There is none of the monotony either of pine forests, like those of Northern and Eastern Europe, or of such forests of deciduous trees as one sees in Michigan and the Alleghanies, but rather what in England we call "park-like scenery," though why nature should be supposed to do best when she imitates art, I will not attempt to inquire. There are belts of wood inclosing secluded lawns, and groups of trees dotted over a stretch of rolling meadow, pretty little bits of detail which enhance the charm of the ample sweeps of view that rise and roll to the far-off blue horizon.
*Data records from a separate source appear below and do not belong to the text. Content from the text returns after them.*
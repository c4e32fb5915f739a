//! A single question in a DNS message.
//!
//! This module defines the type [`Question`] which represents an entry in
//! the question section of a DNS message.

use super::iana::{Class, Rtype};
use super::name::Name;
use super::wire::{Compose, ComposeError, Parse, ParseError};
use core::fmt;
use octseq::builder::OctetsBuilder;
use octseq::parse::Parser;

/// The bit in the class field of a question asking for a unicast response.
///
/// This is used by multicast DNS, see [RFC 6762], section 5.4.
///
/// [RFC 6762]: https://tools.ietf.org/html/rfc6762
pub const UNICAST_RESPONSE: u16 = 0x8000;

//------------ Question ------------------------------------------------------

/// A question in a DNS message.
///
/// In DNS, a question describes what is requested in a query. It consists
/// of three elements: a domain name, a record type, and a class. This type
/// represents such a question.
///
/// The top bit of the class field is used by multicast DNS to ask for a
/// unicast response. It is kept separately as a flag and never appears in
/// the class itself.
#[derive(Clone, Debug, Eq, Hash, PartialEq)]
pub struct Question {
    /// The domain name of the question.
    qname: Name,

    /// The record type of the question.
    qtype: Rtype,

    /// The class of the quesiton.
    qclass: Class,

    /// Whether a unicast response is requested.
    unicast_response: bool,
}

/// # Creation and Conversion
///
impl Question {
    /// Creates a new question from its three componets.
    #[must_use]
    pub fn new(qname: Name, qtype: Rtype, qclass: Class) -> Self {
        Question {
            qname,
            qtype,
            qclass,
            unicast_response: false,
        }
    }

    /// Creates a new question from a name and record type, assuming class IN.
    #[must_use]
    pub fn new_in(qname: Name, qtype: Rtype) -> Self {
        Self::new(qname, qtype, Class::IN)
    }

    /// Converts the question into the qname.
    pub fn into_qname(self) -> Name {
        self.qname
    }
}

/// # Field Access
///
impl Question {
    /// Returns a reference to the domain nmae in the question,
    pub fn qname(&self) -> &Name {
        &self.qname
    }

    /// Returns the record type of the question.
    pub fn qtype(&self) -> Rtype {
        self.qtype
    }

    /// Returns the class of the question.
    pub fn qclass(&self) -> Class {
        self.qclass
    }

    /// Returns whether the question asks for a unicast response.
    pub fn unicast_response(&self) -> bool {
        self.unicast_response
    }

    /// Sets whether the question asks for a unicast response.
    pub fn set_unicast_response(&mut self, value: bool) {
        self.unicast_response = value
    }

    /// Returns the wire value of the class field including the QU bit.
    fn class_field(&self) -> u16 {
        let class = self.qclass.to_int() & !UNICAST_RESPONSE;
        if self.unicast_response {
            class | UNICAST_RESPONSE
        } else {
            class
        }
    }
}

//--- From

impl From<(Name, Rtype, Class)> for Question {
    fn from((name, rtype, class): (Name, Rtype, Class)) -> Self {
        Question::new(name, rtype, class)
    }
}

impl From<(Name, Rtype)> for Question {
    fn from((name, rtype): (Name, Rtype)) -> Self {
        Question::new_in(name, rtype)
    }
}

//--- Compose and Parse

impl Compose for Question {
    fn compose_len(&self) -> usize {
        self.qname.compose_len() + 4
    }

    fn compose<Target: OctetsBuilder + ?Sized>(
        &self,
        target: &mut Target,
    ) -> Result<(), ComposeError> {
        self.qname.compose(target)?;
        self.qtype.compose(target)?;
        self.class_field().compose(target)
    }
}

impl Parse for Question {
    fn parse(parser: &mut Parser<'_, [u8]>) -> Result<Self, ParseError> {
        let qname = Name::parse(parser)?;
        let qtype = Rtype::parse(parser)?;
        let class = u16::parse(parser)?;
        Ok(Question {
            qname,
            qtype,
            qclass: Class::from_int(class & !UNICAST_RESPONSE),
            unicast_response: class & UNICAST_RESPONSE != 0,
        })
    }
}

//--- Display

impl fmt::Display for Question {
    fn fmt(&self, f: &mut fmt::Formatter) -> fmt::Result {
        write!(f, "{}\t{}\t{}", self.qname, self.qclass, self.qtype)?;
        if self.unicast_response {
            f.write_str("\tQU")?;
        }
        Ok(())
    }
}

//============ Testing =======================================================

#[cfg(test)]
mod test {
    use super::*;
    use crate::base::wire::{decode, encode};

    fn example() -> Name {
        "example.com".parse().unwrap()
    }

    #[test]
    fn compose_parse() {
        let question = Question::new_in(example(), Rtype::A);
        let buf = encode(&question).unwrap();
        assert_eq!(buf, b"\x07example\x03com\x00\x00\x01\x00\x01");
        assert_eq!(buf.len(), question.compose_len());
        let (parsed, consumed) = decode::<Question>(&buf, 0).unwrap();
        assert_eq!(parsed, question);
        assert_eq!(consumed, buf.len());
    }

    #[test]
    fn unicast_response_bit() {
        let mut question = Question::new(example(), Rtype::PTR, Class::IN);
        question.set_unicast_response(true);
        let buf = encode(&question).unwrap();
        assert_eq!(&buf[buf.len() - 2..], b"\x80\x01");
        let (parsed, _) = decode::<Question>(&buf, 0).unwrap();
        assert!(parsed.unicast_response());
        assert_eq!(parsed.qclass(), Class::IN);
        assert_eq!(parsed, question);
    }

    #[test]
    fn short_input() {
        assert_eq!(
            decode::<Question>(b"\x07example\x03com\x00\x00\x01\x00", 0),
            Err(ParseError::ShortInput)
        );
    }

    #[test]
    fn display() {
        let mut question = Question::from((example(), Rtype::AAAA));
        assert_eq!(question.to_string(), "example.com\tIN\tAAAA");
        question.set_unicast_response(true);
        assert_eq!(question.to_string(), "example.com\tIN\tAAAA\tQU");
    }
}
Beyond Marandella's--the word sounds Italian, but is really the Anglicized form of the name of a native chief--the country becomes still more open, and solitary peaks of gneiss begin to stand up, their sides of bare, smooth, grey rock sometimes too steep to be climbed. Below and between them are broad stretches of pasture, with here and there, on the banks of the streams, pieces of land which seem eminently fit for tillage. On one such piece--it is called Lawrencedale--we found that two young Englishmen had brought some forty acres into cultivation, and admired the crops of vegetables they were raising partly by irrigation, partly in reliance on the rains. Almost anything will grow, but garden stuff pays best, because there is in and round Fort Salisbury a market clamorous for it. The great risk is that of a descent of locusts, for these pests may in a few hours strip the ground clean of all that covers it. However, our young farmers had good hopes of scaring off the swarms, and if they could do so their profits would be large and certain. A few hours more through driving showers, which made the weird landscape of scattered peaks even more solemn, brought us to the halting place on Lezapi River, a pretty spot high above the stream, where the store which supplies the neighbourhood with the necessaries of life has blossomed into a sort of hotel, with a good many sleeping huts round it. One finds these stores at intervals of about twenty or thirty miles; and they, with an occasional farm like that of Lawrencedale, represent the extremely small European population, which averages less than one to a dozen square miles, even reckoning in the missionaries that are scattered here and there.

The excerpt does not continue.